「みこと。大変おまたせしました。ご飯できたので食べてください。お腹をすかせているのでしょう?」
「うわぁ〜!ありがとうございます! 初めて会ったのに、ご飯作らせちゃうとか…」
「さあ食べましょう!」
俺はみことの背中に手を添え、エスコートする。
「どうぞお嬢様」と執事のように振舞う。
頬を赤く染める様がとても愛らしい。
そして食卓に並べてある料理を見てみことが瞳を輝かせる。
「すごく美味しそうです!」
「さあ、冷めない内にどうぞ」
「マクシミリアンさんも一緒に食べてくれますよね? すごく格好いいけど、執事さんみたいにされると、一緒に食べてくれないのかな〜って不安になっちゃいますよ」
それもそうですね…と、俺も椅子に腰掛け、「頂きましょうか」と声をかけた。
「いただきます」そう言うと、みことはポトフを一口食べる。
「美味しい…、美味しい…!」と幸せそうに食事を進める彼女。美味しそうに食べてくれる姿が愛らしいな。

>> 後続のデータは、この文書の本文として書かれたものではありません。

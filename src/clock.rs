//! Time sources for the engine
//!
//! The engine needs two notions of time: the local wall clock (schedule rules and the daily
//! screen-time rollover) and a monotonic millisecond counter (TTLs, pauses and the active-feature
//! refresh interval). Both come from a [`Clock`] so tests and replays can drive time explicitly.

use std::fmt::Debug;
use std::sync::{Arc, Mutex};
use std::time::{Duration, Instant};

use chrono::{Local, NaiveDateTime};

/// Port for obtaining the current time.
pub trait Clock: Send + Sync + Debug {
    /// Local wall-clock date and time.
    fn local_now(&self) -> NaiveDateTime;

    /// Milliseconds on a monotonic timeline. Only differences are meaningful.
    fn millis(&self) -> u64;
}

/// System clock backed by `chrono::Local` and `Instant`.
#[derive(Debug, Clone, Copy)]
pub struct SystemClock {
    origin: Instant,
}

impl SystemClock {
    /// Create a new system clock whose monotonic timeline starts now.
    pub fn new() -> Self {
        Self {
            origin: Instant::now(),
        }
    }
}

impl Default for SystemClock {
    fn default() -> Self {
        Self::new()
    }
}

impl Clock for SystemClock {
    fn local_now(&self) -> NaiveDateTime {
        Local::now().naive_local()
    }

    fn millis(&self) -> u64 {
        self.origin.elapsed().as_millis() as u64
    }
}

#[derive(Debug)]
struct ManualTime {
    local: NaiveDateTime,
    millis: u64,
}

/// Manually driven clock.
///
/// Wall-clock and monotonic time advance together. Clones share the same underlying time, so a
/// test can keep one handle while the engine owns another.
#[derive(Debug, Clone)]
pub struct ManualClock {
    time: Arc<Mutex<ManualTime>>,
}

impl ManualClock {
    /// Create a manual clock at the given local date-time. The monotonic counter starts at zero.
    pub fn new(start: NaiveDateTime) -> Self {
        Self {
            time: Arc::new(Mutex::new(ManualTime {
                local: start,
                millis: 0,
            })),
        }
    }

    /// Advance both timelines by `duration`.
    pub fn advance(&self, duration: Duration) {
        let mut time = self.time.lock().unwrap_or_else(|e| e.into_inner());
        time.millis += duration.as_millis() as u64;
        time.local += chrono::Duration::milliseconds(duration.as_millis() as i64);
    }

    /// Move the clock to `local`. Moving backwards only changes the wall clock; the monotonic
    /// counter never decreases.
    pub fn set(&self, local: NaiveDateTime) {
        let mut time = self.time.lock().unwrap_or_else(|e| e.into_inner());
        let delta = (local - time.local).num_milliseconds();
        if delta > 0 {
            time.millis += delta as u64;
        }
        time.local = local;
    }
}

impl Clock for ManualClock {
    fn local_now(&self) -> NaiveDateTime {
        self.time.lock().unwrap_or_else(|e| e.into_inner()).local
    }

    fn millis(&self) -> u64 {
        self.time.lock().unwrap_or_else(|e| e.into_inner()).millis
    }
}

#[cfg(test)]
mod tests {
    use super::*;
    use chrono::NaiveDate;

    fn start() -> NaiveDateTime {
        NaiveDate::from_ymd_opt(2024, 1, 15)
            .unwrap()
            .and_hms_opt(12, 0, 0)
            .unwrap()
    }

    #[test]
    fn test_system_clock_is_monotonic() {
        let clock = SystemClock::new();
        let t1 = clock.millis();
        std::thread::sleep(Duration::from_millis(5));
        assert!(clock.millis() >= t1 + 5);
    }

    #[test]
    fn test_manual_clock_advance_moves_both_timelines() {
        let clock = ManualClock::new(start());
        clock.advance(Duration::from_secs(90));

        assert_eq!(clock.millis(), 90_000);
        assert_eq!(clock.local_now(), start() + chrono::Duration::seconds(90));
    }

    #[test]
    fn test_manual_clock_clones_share_time() {
        let clock = ManualClock::new(start());
        let shared = clock.clone();
        shared.advance(Duration::from_millis(250));
        assert_eq!(clock.millis(), 250);
    }

    #[test]
    fn test_manual_clock_set_backwards_keeps_monotonic_counter() {
        let clock = ManualClock::new(start());
        clock.set(start() + chrono::Duration::minutes(2));
        assert_eq!(clock.millis(), 120_000);

        clock.set(start());
        assert_eq!(clock.millis(), 120_000);
        assert_eq!(clock.local_now(), start());
    }
}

パスタもサラダをモクモクと、目をウットリさせて「美味しい…美味しい…!」と食べる姿になぜだろう、うさぎが一心不乱に葉を食べる姿が頭の中に浮かんだ。
パスタは買い物の際に少し好き嫌いを聞いて、カルボナーラにしたのだがお気に召したようだ。
ふと、食事の手を止め、みことが俺を見る。
「マクシミリアンさんはサラダ食べないの?」
「……」
野菜は前世から好きではない。
緑黄色野菜は特に、肉だけ食べてればよいのではと正直思わなくもない。
「あまり好き嫌いしちゃだめですよ!ちゃんと食べましょう?」
そう言ってみことは自分のサラダをフォークにさすと、「あーん」と口元に差し出してきた。身長が低いこともあり、上目遣いで差し出される野菜…。
俺は陥落した。
野菜は相変わらず苦手な味だったが、気分は悪くなかった。
誰かと食事しただけで、気分が高揚するのかと俺も無意識に笑みが溢れる。
ふと真顔になったかと思うと、みことは、「本当にいるんだ!スパダリ……。神は何物与えるんだろ……」などとつぶやいていた。

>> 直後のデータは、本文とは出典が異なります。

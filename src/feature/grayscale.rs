//! Grayscale: desaturate the screen while affected apps are in the foreground.

use std::sync::{Arc, Mutex};

use crate::clock::Clock;
use crate::device::DeviceController;
use crate::events::AppOpenedEvent;
use crate::schedule::FeatureSchedule;
use crate::screen_time::ScreenTimeTracker;
use crate::store::{KeyValueStore, Property};

use super::{
    AppExceptionListType, AppExceptions, Capability, Feature, FeatureBase, FeatureId, Permission,
};

pub const GRAYSCALE_APPS_FEATURE_ID: FeatureId = "GrayscaleAppsFeature";

#[derive(Debug)]
pub struct GrayscaleAppsFeature {
    base: FeatureBase,
    schedule: FeatureSchedule,
    app_exceptions: AppExceptions,
    screen_time: ScreenTimeTracker,
    extra_dim: Property<bool>,
    ignore_non_full_screen_apps: Property<bool>,
    /// Daily color allowance for affected apps; 0 means none.
    allowed_daily_color_screen_time: Property<u64>,
    host_package: String,
    is_currently_grayscale: Mutex<bool>,
}

impl GrayscaleAppsFeature {
    pub fn new(
        store: &Arc<dyn KeyValueStore>,
        device: Arc<dyn DeviceController>,
        clock: Arc<dyn Clock>,
        host_package: impl Into<String>,
    ) -> Self {
        let id = GRAYSCALE_APPS_FEATURE_ID;
        Self {
            schedule: FeatureSchedule::load(store.clone(), id),
            app_exceptions: AppExceptions::load(
                store.clone(),
                id,
                AppExceptionListType::Exclude,
                AppExceptionListType::ALL,
            ),
            screen_time: ScreenTimeTracker::new(clock.clone()),
            extra_dim: Property::load(store.clone(), id, "extraDim", true),
            ignore_non_full_screen_apps: Property::load(
                store.clone(),
                id,
                "ignoreNonFullScreenApps",
                true,
            ),
            allowed_daily_color_screen_time: Property::load(
                store.clone(),
                id,
                "allowedDailyColorScreenTime",
                0,
            ),
            host_package: host_package.into(),
            is_currently_grayscale: Mutex::new(false),
            base: FeatureBase::new(id, store, device, clock),
        }
    }

    pub fn extra_dim(&self) -> bool {
        self.extra_dim.get()
    }

    pub fn set_extra_dim(&self, extra_dim: bool) {
        self.extra_dim.set(extra_dim);
    }

    pub fn ignore_non_full_screen_apps(&self) -> bool {
        self.ignore_non_full_screen_apps.get()
    }

    pub fn set_ignore_non_full_screen_apps(&self, ignore: bool) {
        self.ignore_non_full_screen_apps.set(ignore);
    }

    pub fn allowed_daily_color_screen_time_ms(&self) -> u64 {
        self.allowed_daily_color_screen_time.get()
    }

    pub fn set_allowed_daily_color_screen_time_ms(&self, allowance_ms: u64) {
        self.allowed_daily_color_screen_time.set(allowance_ms);
    }

    pub fn is_currently_grayscale(&self) -> bool {
        *self
            .is_currently_grayscale
            .lock()
            .unwrap_or_else(|e| e.into_inner())
    }

    /// Apply `grayscale` through the device unless already applied. The state is updated
    /// before the call and rolled back if the device refuses.
    fn apply_grayscale(&self, grayscale: bool, force: bool) {
        let previous = {
            let mut current = self
                .is_currently_grayscale
                .lock()
                .unwrap_or_else(|e| e.into_inner());
            if *current == grayscale && !force {
                return;
            }
            std::mem::replace(&mut *current, grayscale)
        };

        if !self.base.device.set_grayscale(grayscale, self.extra_dim()) {
            log::warn!("failed to set grayscale to {}", grayscale);
            let mut current = self
                .is_currently_grayscale
                .lock()
                .unwrap_or_else(|e| e.into_inner());
            if *current == grayscale {
                *current = previous;
            }
        }
    }
}

impl Feature for GrayscaleAppsFeature {
    fn base(&self) -> &FeatureBase {
        &self.base
    }

    fn capabilities(&self) -> &'static [Capability] {
        &[Capability::AppOpened, Capability::ScreenOff]
    }

    fn schedule(&self) -> Option<&FeatureSchedule> {
        Some(&self.schedule)
    }

    fn app_exceptions(&self) -> Option<&AppExceptions> {
        Some(&self.app_exceptions)
    }

    fn screen_time(&self) -> Option<&ScreenTimeTracker> {
        Some(&self.screen_time)
    }

    fn required_permission(&self) -> Option<Permission> {
        Some(Permission::WriteSecureSettings)
    }

    /// Evaluate as if the host app had just been opened.
    fn on_start(&self) {
        let event = AppOpenedEvent::new(self.host_package.clone());
        self.on_app_opened(&self.host_package, &event);
    }

    fn on_pause(&self) {
        self.apply_grayscale(false, true);
    }

    fn on_app_opened(&self, package_name: &str, event: &AppOpenedEvent) {
        if self.ignore_non_full_screen_apps() && !event.is_full_screen {
            return;
        }

        let should_be_grayscale = self.app_exceptions.applies_to(package_name);
        if !should_be_grayscale {
            self.screen_time.eventually_increase_used_up_screen_time();
        } else {
            self.screen_time.eventually_start_tracking();
            let allowance = self.allowed_daily_color_screen_time_ms();
            if allowance > 0 && self.screen_time.used_up_ms() <= allowance {
                return;
            }
        }

        self.apply_grayscale(should_be_grayscale, false);
    }

    fn on_screen_turned_off(&self) {
        self.screen_time.eventually_increase_used_up_screen_time();
    }
}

……とりあえず満足しているようで安心する。一度食器を流しに運ぼうとしたら「私がやります!すごく美味しくて毎日でも食べたいくらい!」と運んで洗っていた。
紅茶の茶葉を出し、紅茶を入れようとする彼女に少し焦りつつ、代わってもらい俺は紅茶をいれる。
サプライズで作っておいたデザートも出すと「プリン!!」と瞳を輝かせる彼女。
「時間や材料がなかったので、プリンくらいしか出来ませんでしたが」
そういい少量のパンケーキと果物を添えたプディング。
生クリームや他のものも使いたかった所だが、小さな島なのだ。そんなに材料は揃ってはいなかった。それでも、みことは喜んでくれたので良しとする。
紅茶を飲み一息つく。
「あ、趣味のお部屋で、胡蝶の恋の話とかゲーム見てみます?」
そう言われて、気軽に趣味の部屋に足を踏み入れた事を後悔することになるのを今の俺は知らなかった。